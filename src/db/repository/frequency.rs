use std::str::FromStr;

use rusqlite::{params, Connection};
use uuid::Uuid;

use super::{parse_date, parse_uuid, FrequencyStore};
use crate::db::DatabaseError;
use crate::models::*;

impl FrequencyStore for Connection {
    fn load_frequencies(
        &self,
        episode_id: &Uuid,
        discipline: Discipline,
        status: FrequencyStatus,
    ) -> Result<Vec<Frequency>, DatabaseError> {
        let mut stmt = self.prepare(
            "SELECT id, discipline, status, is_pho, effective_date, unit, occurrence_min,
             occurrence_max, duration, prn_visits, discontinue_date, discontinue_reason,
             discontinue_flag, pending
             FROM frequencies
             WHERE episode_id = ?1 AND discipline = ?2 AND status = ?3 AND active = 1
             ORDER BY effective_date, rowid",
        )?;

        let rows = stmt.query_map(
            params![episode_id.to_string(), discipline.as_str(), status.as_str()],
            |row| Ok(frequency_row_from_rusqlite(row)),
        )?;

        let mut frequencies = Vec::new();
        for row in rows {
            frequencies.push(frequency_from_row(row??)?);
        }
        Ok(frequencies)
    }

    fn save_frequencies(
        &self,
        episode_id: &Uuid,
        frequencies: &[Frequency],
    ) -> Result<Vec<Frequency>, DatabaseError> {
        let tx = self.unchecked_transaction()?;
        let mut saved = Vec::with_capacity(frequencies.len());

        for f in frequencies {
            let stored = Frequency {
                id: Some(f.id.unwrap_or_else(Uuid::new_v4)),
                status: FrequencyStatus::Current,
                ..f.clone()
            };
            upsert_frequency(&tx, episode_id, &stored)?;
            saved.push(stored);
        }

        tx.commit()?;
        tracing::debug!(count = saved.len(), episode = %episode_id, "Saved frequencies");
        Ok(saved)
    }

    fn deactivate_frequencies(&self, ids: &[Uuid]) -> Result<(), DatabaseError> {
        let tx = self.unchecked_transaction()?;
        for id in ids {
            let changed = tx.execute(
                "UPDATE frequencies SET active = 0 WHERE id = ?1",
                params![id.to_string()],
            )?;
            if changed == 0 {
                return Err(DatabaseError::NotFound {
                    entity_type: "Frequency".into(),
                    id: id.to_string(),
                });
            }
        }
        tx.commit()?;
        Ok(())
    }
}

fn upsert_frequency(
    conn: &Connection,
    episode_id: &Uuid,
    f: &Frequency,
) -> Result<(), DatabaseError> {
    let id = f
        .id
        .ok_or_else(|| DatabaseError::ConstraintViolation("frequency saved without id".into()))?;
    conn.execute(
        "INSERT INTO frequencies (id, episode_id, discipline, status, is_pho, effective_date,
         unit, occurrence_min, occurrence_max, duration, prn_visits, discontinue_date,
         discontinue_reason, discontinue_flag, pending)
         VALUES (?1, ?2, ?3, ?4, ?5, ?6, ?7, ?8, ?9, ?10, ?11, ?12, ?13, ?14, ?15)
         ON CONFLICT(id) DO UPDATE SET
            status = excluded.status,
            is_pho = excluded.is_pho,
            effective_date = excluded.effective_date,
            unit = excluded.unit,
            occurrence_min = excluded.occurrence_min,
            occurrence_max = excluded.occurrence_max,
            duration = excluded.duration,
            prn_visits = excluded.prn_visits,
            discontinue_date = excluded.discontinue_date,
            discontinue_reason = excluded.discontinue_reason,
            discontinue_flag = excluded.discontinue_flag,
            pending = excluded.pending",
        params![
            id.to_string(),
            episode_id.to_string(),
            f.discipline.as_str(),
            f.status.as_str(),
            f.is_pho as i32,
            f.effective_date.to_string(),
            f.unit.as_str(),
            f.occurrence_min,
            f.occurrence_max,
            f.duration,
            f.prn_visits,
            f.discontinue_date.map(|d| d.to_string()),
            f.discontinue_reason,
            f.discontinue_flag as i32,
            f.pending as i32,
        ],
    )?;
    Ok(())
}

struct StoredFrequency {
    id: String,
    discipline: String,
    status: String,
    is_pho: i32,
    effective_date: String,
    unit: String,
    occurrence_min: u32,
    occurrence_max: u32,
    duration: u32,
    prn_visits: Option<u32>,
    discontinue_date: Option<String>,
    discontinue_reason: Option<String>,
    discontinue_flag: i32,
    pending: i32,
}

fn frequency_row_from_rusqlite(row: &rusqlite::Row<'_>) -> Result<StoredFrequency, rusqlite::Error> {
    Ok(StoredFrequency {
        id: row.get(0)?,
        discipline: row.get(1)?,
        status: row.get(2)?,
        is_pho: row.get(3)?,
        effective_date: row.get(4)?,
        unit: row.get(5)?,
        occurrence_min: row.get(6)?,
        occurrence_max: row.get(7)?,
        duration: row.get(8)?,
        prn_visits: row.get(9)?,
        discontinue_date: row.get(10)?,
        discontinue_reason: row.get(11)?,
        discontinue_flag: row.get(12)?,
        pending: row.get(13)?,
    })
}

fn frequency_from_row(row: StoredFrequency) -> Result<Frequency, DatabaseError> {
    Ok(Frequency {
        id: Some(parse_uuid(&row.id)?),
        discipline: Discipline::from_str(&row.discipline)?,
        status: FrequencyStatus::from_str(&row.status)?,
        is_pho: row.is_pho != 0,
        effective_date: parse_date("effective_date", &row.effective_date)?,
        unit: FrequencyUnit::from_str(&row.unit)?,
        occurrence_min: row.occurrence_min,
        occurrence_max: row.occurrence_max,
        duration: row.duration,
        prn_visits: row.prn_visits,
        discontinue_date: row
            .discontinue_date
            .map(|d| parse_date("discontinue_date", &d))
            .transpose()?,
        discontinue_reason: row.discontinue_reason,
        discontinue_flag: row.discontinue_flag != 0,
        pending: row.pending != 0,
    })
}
-.-.-
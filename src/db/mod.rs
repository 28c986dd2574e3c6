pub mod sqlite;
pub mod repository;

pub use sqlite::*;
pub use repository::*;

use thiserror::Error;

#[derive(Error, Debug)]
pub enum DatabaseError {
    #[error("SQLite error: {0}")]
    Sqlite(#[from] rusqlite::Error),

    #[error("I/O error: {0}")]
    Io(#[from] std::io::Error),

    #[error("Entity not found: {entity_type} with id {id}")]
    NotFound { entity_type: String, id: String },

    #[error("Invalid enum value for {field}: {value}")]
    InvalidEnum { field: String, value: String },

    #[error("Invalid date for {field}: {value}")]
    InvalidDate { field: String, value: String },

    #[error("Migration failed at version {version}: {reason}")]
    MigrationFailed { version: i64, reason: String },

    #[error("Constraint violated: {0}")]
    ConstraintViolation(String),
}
-.-.-
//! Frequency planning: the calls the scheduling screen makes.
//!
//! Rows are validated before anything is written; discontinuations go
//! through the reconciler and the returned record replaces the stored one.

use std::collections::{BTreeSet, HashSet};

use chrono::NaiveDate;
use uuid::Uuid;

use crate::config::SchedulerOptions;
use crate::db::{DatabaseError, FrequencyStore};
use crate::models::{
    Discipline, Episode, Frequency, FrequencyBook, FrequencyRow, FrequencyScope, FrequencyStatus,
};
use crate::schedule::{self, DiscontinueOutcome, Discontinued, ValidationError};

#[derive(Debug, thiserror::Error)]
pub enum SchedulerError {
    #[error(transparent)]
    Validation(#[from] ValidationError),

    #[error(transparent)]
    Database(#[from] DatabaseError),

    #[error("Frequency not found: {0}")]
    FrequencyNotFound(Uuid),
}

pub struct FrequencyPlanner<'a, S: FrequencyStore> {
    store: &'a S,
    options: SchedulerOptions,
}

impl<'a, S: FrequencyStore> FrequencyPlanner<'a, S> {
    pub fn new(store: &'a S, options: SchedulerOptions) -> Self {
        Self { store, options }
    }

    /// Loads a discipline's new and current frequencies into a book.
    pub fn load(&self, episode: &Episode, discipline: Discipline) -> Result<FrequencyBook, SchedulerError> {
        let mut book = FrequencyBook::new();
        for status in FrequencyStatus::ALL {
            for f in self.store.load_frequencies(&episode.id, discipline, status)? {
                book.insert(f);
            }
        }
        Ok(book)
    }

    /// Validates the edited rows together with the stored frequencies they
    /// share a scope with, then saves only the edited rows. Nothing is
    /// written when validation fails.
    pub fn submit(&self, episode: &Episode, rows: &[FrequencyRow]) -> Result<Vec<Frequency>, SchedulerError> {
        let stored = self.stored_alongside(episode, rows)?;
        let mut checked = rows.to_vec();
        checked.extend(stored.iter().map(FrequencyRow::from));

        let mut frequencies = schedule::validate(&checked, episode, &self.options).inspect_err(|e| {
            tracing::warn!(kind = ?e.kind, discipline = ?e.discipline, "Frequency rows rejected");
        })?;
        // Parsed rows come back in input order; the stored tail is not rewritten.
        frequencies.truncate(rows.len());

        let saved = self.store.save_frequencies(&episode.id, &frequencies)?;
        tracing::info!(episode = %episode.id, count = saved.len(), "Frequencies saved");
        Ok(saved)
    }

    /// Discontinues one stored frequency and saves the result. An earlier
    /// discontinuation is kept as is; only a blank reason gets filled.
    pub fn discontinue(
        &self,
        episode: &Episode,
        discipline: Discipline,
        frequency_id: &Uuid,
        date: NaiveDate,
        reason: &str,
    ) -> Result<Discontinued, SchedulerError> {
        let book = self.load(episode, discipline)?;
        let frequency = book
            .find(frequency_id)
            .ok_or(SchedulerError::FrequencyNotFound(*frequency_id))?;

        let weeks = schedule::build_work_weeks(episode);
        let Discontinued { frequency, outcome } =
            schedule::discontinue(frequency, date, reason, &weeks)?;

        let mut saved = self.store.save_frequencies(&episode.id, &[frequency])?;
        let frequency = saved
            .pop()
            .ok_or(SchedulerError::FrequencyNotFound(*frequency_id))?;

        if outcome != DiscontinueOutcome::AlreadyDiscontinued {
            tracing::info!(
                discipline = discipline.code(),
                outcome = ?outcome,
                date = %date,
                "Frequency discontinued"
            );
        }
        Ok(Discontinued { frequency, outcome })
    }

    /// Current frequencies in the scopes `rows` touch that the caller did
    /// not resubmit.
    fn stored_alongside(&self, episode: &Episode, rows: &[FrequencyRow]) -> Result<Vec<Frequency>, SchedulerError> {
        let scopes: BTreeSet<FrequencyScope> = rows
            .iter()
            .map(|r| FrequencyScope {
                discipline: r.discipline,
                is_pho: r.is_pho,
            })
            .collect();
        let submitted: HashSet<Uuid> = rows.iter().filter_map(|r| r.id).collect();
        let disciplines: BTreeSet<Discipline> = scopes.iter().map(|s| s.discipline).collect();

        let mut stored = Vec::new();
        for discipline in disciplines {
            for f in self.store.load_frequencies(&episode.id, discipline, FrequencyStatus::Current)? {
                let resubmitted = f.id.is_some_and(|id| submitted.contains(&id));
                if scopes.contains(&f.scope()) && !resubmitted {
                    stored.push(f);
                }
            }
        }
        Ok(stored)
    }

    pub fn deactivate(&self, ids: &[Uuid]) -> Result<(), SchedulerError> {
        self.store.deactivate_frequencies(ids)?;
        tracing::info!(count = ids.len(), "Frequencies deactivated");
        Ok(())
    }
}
-.-.-
Word for word, restate the lines of the listing above starting at the line with "checked.extend(stored.iter().map(FrequencyRow::from));" and ending at the line with "saved = self.store.save_frequencies(&episode.id, &frequencies)?;", and nothing outside them.

**ANSWER BOX:**
        checked.extend(stored.iter().map(FrequencyRow::from));

        let mut frequencies = schedule::validate(&checked, episode, &self.options).inspect_err(|e| {
            tracing::warn!(kind = ?e.kind, discipline = ?e.discipline, "Frequency rows rejected");
        })?;
        // Parsed rows come back in input order; the stored tail is not rewritten.
        frequencies.truncate(rows.len());

        let saved = self.store.save_frequencies(&episode.id, &frequencies)?;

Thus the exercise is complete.